- **Task item**: Please return all lines in the listing holding the word "ActionPoint".

-- Records supplied follows --

//! Tests for action shape analysis.

use timelineforge_config::EndConditionPolicy;
use timelineforge_core::planning::{
    Action, DurationInterval, DurativeAction, Effect, Expr, FluentApp, FluentDecl,
    InstantaneousAction, PlanningProblem, SimulatedEffect, TimeInterval, Timepoint, Timing,
    ValueType,
};
use timelineforge_core::{ActionPoint, ShapeViolation, TransitionPart};

use super::{analyze_action, ExtractedTransition};
use crate::ground::Domains;
use crate::stage1::{ResourceDelta, Stage1};

fn model() -> Stage1 {
    let problem = PlanningProblem::new("plant")
        .with_type("Gen")
        .with_type("Kettle")
        .with_object("Off", "Gen")
        .with_object("Running", "Gen")
        .with_object("Cold", "Kettle")
        .with_object("Heating", "Kettle")
        .with_object("Hot", "Kettle")
        .with_fluent(FluentDecl::new("gen", ValueType::user("Gen")))
        .with_fluent(FluentDecl::new("kettle", ValueType::user("Kettle")))
        .with_fluent(FluentDecl::new("power", ValueType::Int))
        .with_fluent(FluentDecl::new("water", ValueType::Int));
    Stage1::ground(&problem, &Domains::from_problem(&problem)).unwrap()
}

fn var(name: &str) -> FluentApp {
    FluentApp::new(name, vec![])
}

fn is(name: &str, value: &str) -> Expr {
    Expr::eq(Expr::Fluent(var(name)), Expr::object(value))
}

fn heat() -> DurativeAction {
    DurativeAction::new("heat", DurationInterval::fixed(5))
        .at_start(is("kettle", "Cold"))
        .with_effect(Effect::assign(Timing::start(), var("kettle"), Expr::object("Heating")))
        .with_effect(Effect::assign(Timing::end(), var("kettle"), Expr::object("Hot")))
}

fn analyze(action: DurativeAction) -> Result<ExtractedTransition, ShapeViolation> {
    analyze_action(&Action::from(action), &model(), EndConditionPolicy::Ignore)
}

#[test]
fn test_plain_transition() {
    let t = analyze(heat()).unwrap();
    assert_eq!(t.action, "heat");
    assert_eq!(t.timeline, "kettle");
    assert_eq!(t.from, "Cold");
    assert_eq!(t.temporary, "Heating");
    assert_eq!(t.final_value, "Hot");
    assert_eq!(t.duration, 5);
    assert_eq!(t.provides, None);
    assert_eq!(t.consumes, None);
}

#[test]
fn test_consuming_transition() {
    let action = heat()
        .with_effect(Effect::decrease(Timing::start(), var("power"), 1))
        .with_effect(Effect::increase(Timing::end(), var("power"), 1));

    let t = analyze(action).unwrap();
    assert_eq!(t.consumes, Some(ResourceDelta::new("power", 1)));
    assert_eq!(t.provides, None);
}

#[test]
fn test_providing_transition() {
    let action = DurativeAction::new("run", DurationInterval::fixed(10))
        .at_start(is("gen", "Off"))
        .with_effect(Effect::assign(Timing::start(), var("gen"), Expr::object("Running")))
        .with_effect(Effect::assign(Timing::end(), var("gen"), Expr::object("Off")))
        .with_effect(Effect::increase(Timing::start(), var("power"), 2))
        .with_effect(Effect::decrease(Timing::end(), var("power"), 2));

    let t = analyze(action).unwrap();
    assert_eq!(t.provides, Some(ResourceDelta::new("power", 2)));
    assert_eq!(t.consumes, None);
    assert_eq!(t.final_value, "Off");
}

#[test]
fn test_instantaneous_rejected() {
    let action = Action::from(InstantaneousAction::new("flip"));
    assert_eq!(
        analyze_action(&action, &model(), EndConditionPolicy::Ignore),
        Err(ShapeViolation::NotDurative)
    );
}

#[test]
fn test_simulated_effects_rejected() {
    let action = heat().with_simulated_effect(SimulatedEffect {
        timing: Timing::end(),
        fluents: vec![var("kettle")],
    });
    assert_eq!(analyze(action), Err(ShapeViolation::SimulatedEffects));
}

#[test]
fn test_duration_must_be_fixed() {
    let mut action = heat();
    action.duration = DurationInterval::closed(Expr::int(3), Expr::int(7));
    assert_eq!(
        analyze(action),
        Err(ShapeViolation::AsymmetricDuration { lower: 3, upper: 7 })
    );

    let mut action = heat();
    action.duration = DurationInterval::closed(Expr::Fluent(var("power")), Expr::int(7));
    assert_eq!(analyze(action), Err(ShapeViolation::NonConstantDuration));

    let mut action = heat();
    action.duration = DurationInterval::fixed(-2);
    assert_eq!(analyze(action), Err(ShapeViolation::InvalidDuration(-2)));
}

#[test]
fn test_overall_condition_rejected() {
    let action = heat().with_condition(TimeInterval::overall(), is("gen", "Running"));
    assert_eq!(analyze(action), Err(ShapeViolation::UnsupportedConditionTiming));
}

#[test]
fn test_end_condition_policy() {
    let action = heat().at_end(is("gen", "Running"));

    assert!(analyze(action.clone()).is_ok());
    assert_eq!(
        analyze_action(&Action::from(action), &model(), EndConditionPolicy::Reject),
        Err(ShapeViolation::EndCondition {
            fluent: "gen".to_string()
        })
    );
}

#[test]
fn test_conjunctive_start_condition() {
    let action = DurativeAction::new("heat", DurationInterval::fixed(5))
        .at_start(Expr::And(vec![is("kettle", "Cold"), is("kettle", "Cold")]))
        .with_effect(Effect::assign(Timing::start(), var("kettle"), Expr::object("Heating")))
        .with_effect(Effect::assign(Timing::end(), var("kettle"), Expr::object("Hot")));
    assert_eq!(analyze(action).unwrap().from, "Cold");
}

#[test]
fn test_conflicting_start_conditions() {
    let action = heat().at_start(is("kettle", "Hot"));
    assert_eq!(
        analyze(action),
        Err(ShapeViolation::ConflictingTransitionFrom {
            first: "Cold".to_string(),
            second: "Hot".to_string()
        })
    );
}

#[test]
fn test_condition_on_second_timeline() {
    let action = heat().at_start(is("gen", "Running"));
    assert_eq!(
        analyze(action),
        Err(ShapeViolation::MultipleStateVariables {
            first: "kettle".to_string(),
            second: "gen".to_string()
        })
    );
}

#[test]
fn test_condition_on_resource() {
    let action = heat().at_start(Expr::eq(Expr::Fluent(var("power")), Expr::int(0)));
    assert_eq!(analyze(action), Err(ShapeViolation::NonEqualityCondition));

    let action = heat().at_start(Expr::eq(Expr::Fluent(var("power")), Expr::object("Cold")));
    assert_eq!(
        analyze(action),
        Err(ShapeViolation::NotATimeline {
            fluent: "power".to_string()
        })
    );
}

#[test]
fn test_negated_condition_rejected() {
    let action = heat().at_start(Expr::not(is("gen", "Off")));
    assert_eq!(analyze(action), Err(ShapeViolation::NonEqualityCondition));
}

#[test]
fn test_conditional_effect_rejected() {
    let action = heat().with_effect(
        Effect::decrease(Timing::start(), var("power"), 1).with_condition(is("gen", "Running")),
    );
    assert_eq!(
        analyze(action),
        Err(ShapeViolation::ConditionalEffect {
            fluent: "power".to_string()
        })
    );
}

#[test]
fn test_delayed_effect_rejected() {
    let action = heat().with_effect(Effect::decrease(
        Timing::delayed(Timepoint::Start, 1),
        var("power"),
        1,
    ));
    assert_eq!(
        analyze(action),
        Err(ShapeViolation::UnsupportedEffectTiming {
            fluent: "power".to_string()
        })
    );
}

#[test]
fn test_two_resources_consumed() {
    let action = heat()
        .with_effect(Effect::decrease(Timing::start(), var("power"), 1))
        .with_effect(Effect::decrease(Timing::start(), var("water"), 1));
    assert_eq!(
        analyze(action),
        Err(ShapeViolation::MultipleResources {
            direction: "consumed",
            point: ActionPoint::Start
        })
    );
}

#[test]
fn test_increase_on_timeline_rejected() {
    let action = heat().with_effect(Effect::increase(Timing::start(), var("gen"), 1));
    assert_eq!(
        analyze(action),
        Err(ShapeViolation::NotAResource {
            fluent: "gen".to_string()
        })
    );
}

#[test]
fn test_negative_amount_rejected() {
    let action = heat().with_effect(Effect::decrease(Timing::start(), var("power"), -1));
    assert_eq!(
        analyze(action),
        Err(ShapeViolation::InvalidResourceAmount {
            resource: "power".to_string()
        })
    );
}

#[test]
fn test_assign_to_resource_rejected() {
    let action = heat().with_effect(Effect::assign(Timing::start(), var("power"), Expr::int(3)));
    assert_eq!(
        analyze(action),
        Err(ShapeViolation::NonFiniteAssignTarget {
            fluent: "power".to_string()
        })
    );
}

#[test]
fn test_assign_non_constant_rejected() {
    let action = DurativeAction::new("heat", DurationInterval::fixed(5))
        .at_start(is("kettle", "Cold"))
        .with_effect(Effect::assign(
            Timing::start(),
            var("kettle"),
            Expr::Fluent(var("gen")),
        ));
    assert_eq!(
        analyze(action),
        Err(ShapeViolation::NonConstantAssignment {
            fluent: "kettle".to_string()
        })
    );
}

#[test]
fn test_conflicting_temporary_assignments() {
    let action = heat().with_effect(Effect::assign(
        Timing::start(),
        var("kettle"),
        Expr::object("Hot"),
    ));
    assert_eq!(
        analyze(action),
        Err(ShapeViolation::ConflictingTransitionTarget {
            point: ActionPoint::Start,
            first: "Heating".to_string(),
            second: "Hot".to_string()
        })
    );
}

#[test]
fn test_missing_parts() {
    let no_condition = DurativeAction::new("heat", DurationInterval::fixed(5))
        .with_effect(Effect::assign(Timing::start(), var("kettle"), Expr::object("Heating")))
        .with_effect(Effect::assign(Timing::end(), var("kettle"), Expr::object("Hot")));
    assert_eq!(
        analyze(no_condition),
        Err(ShapeViolation::MissingTransition(TransitionPart::From))
    );

    let no_final = DurativeAction::new("heat", DurationInterval::fixed(5))
        .at_start(is("kettle", "Cold"))
        .with_effect(Effect::assign(Timing::start(), var("kettle"), Expr::object("Heating")));
    assert_eq!(
        analyze(no_final),
        Err(ShapeViolation::MissingTransition(TransitionPart::Final))
    );
}

#[test]
fn test_unknown_value() {
    let action = DurativeAction::new("heat", DurationInterval::fixed(5))
        .at_start(is("kettle", "Cold"))
        .with_effect(Effect::assign(Timing::start(), var("kettle"), Expr::object("Boiling")))
        .with_effect(Effect::assign(Timing::end(), var("kettle"), Expr::object("Hot")));
    assert_eq!(
        analyze(action),
        Err(ShapeViolation::UnknownValue {
            timeline: "kettle".to_string(),
            value: "Boiling".to_string(),
            part: TransitionPart::Temporary
        })
    );
}

#[test]
fn test_asymmetric_resource_use() {
    let missing_release = heat().with_effect(Effect::decrease(Timing::start(), var("power"), 1));
    assert_eq!(analyze(missing_release), Err(ShapeViolation::ResourceAsymmetry));

    let different_amount = heat()
        .with_effect(Effect::decrease(Timing::start(), var("power"), 1))
        .with_effect(Effect::increase(Timing::end(), var("power"), 2));
    assert_eq!(analyze(different_amount), Err(ShapeViolation::ResourceAsymmetry));
}
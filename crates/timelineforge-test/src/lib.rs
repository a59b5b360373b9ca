//! Shared test fixtures for TimelineForge crates.
//!
//! Every fixture is a complete [`PlanningProblem`] built with the core
//! builders. The crate does not depend on `timelineforge-convert` so the
//! conversion crate can use it as a dev-dependency.
//!
//! - [`switch`] - one timeline, one action, no resources
//! - [`kitchen`] - a generator providing power to a kettle
//! - [`conflicts`] - problems the conversion must reject
//! - [`rovers`] - parameterized fluents and actions
//!
//! # Usage
//!
//! ```toml
//! [dev-dependencies]
//! timelineforge-test = { workspace = true }
//! ```
//!
//! ```
//! use timelineforge_test::switch;
//!
//! let problem = switch::problem();
//! assert_eq!(problem.actions.len(), 1);
//! ```
//!
//! [`PlanningProblem`]: timelineforge_core::planning::PlanningProblem

pub mod conflicts;
pub mod kitchen;
pub mod rovers;
pub mod switch;

use timelineforge_core::planning::{Expr, FluentApp};

/// A nullary fluent application.
pub fn var(name: &str) -> FluentApp {
    FluentApp::new(name, Vec::new())
}

/// `name == value` for a nullary fluent and an object constant.
pub fn is(name: &str, value: &str) -> Expr {
    Expr::eq(Expr::Fluent(var(name)), Expr::object(value))
}
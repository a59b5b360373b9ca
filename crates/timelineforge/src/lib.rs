//! TimelineForge - temporal planning problems as timelines
//!
//! Build a [`PlanningProblem`](planning::PlanningProblem) and call
//! [`convert`] to get the timelines, token types and static tokens a
//! timeline solver consumes.
//!
//! # Example
//!
//! ```rust
//! use timelineforge::prelude::*;
//!
//! let switch = DurativeAction::new("activate", DurationInterval::fixed(5))
//!     .at_start(Expr::eq(Expr::fluent("mode", Vec::<String>::new()), Expr::object("Idle")))
//!     .with_effect(Effect::assign(Timing::start(), FluentApp::new("mode", vec![]), Expr::object("Active")))
//!     .with_effect(Effect::assign(Timing::end(), FluentApp::new("mode", vec![]), Expr::object("Idle")));
//!
//! let problem = PlanningProblem::new("switch")
//!     .with_type("Mode")
//!     .with_object("Idle", "Mode")
//!     .with_object("Active", "Mode")
//!     .with_fluent(FluentDecl::new("mode", ValueType::user("Mode")))
//!     .with_action(switch);
//!
//! let timelines = convert(&problem).unwrap();
//! let active = timelines.timeline("mode").unwrap().token_type("Active").unwrap();
//! assert_eq!(active.duration, DurationBounds::fixed(5));
//! ```

pub use timelineforge_config::{
    ConfigError, ConversionConfig, EndConditionPolicy, SynthesisThreadCount,
};
pub use timelineforge_convert::Converter;
pub use timelineforge_core::{planning, timeline};
pub use timelineforge_core::{ConversionError, Result, ShapeViolation};

#[cfg(feature = "console")]
pub use timelineforge_console as console;

mod run;
pub use run::{convert, convert_with_config, CONFIG_FILE};

#[cfg(feature = "serde")]
pub use run::to_json;


pub mod prelude {
    pub use super::planning::{
        Action, DurationInterval, DurativeAction, Effect, Expr, FluentApp, FluentDecl,
        PlanningProblem, TimeInterval, Timing, UserType, ValueType,
    };
    pub use super::timeline::{
        Condition, DurationBounds, StaticToken, TemporalCondition, TemporalRelation, Timeline,
        TimelineProblem, TokenType,
    };
    pub use super::{convert, convert_with_config, ConversionConfig, ConversionError};
}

-- Records supplied concluded --

- **Answer box**:
use timelineforge_core::{ActionPoint, ShapeViolation, TransitionPart};
            point: ActionPoint::Start
            point: ActionPoint::Start,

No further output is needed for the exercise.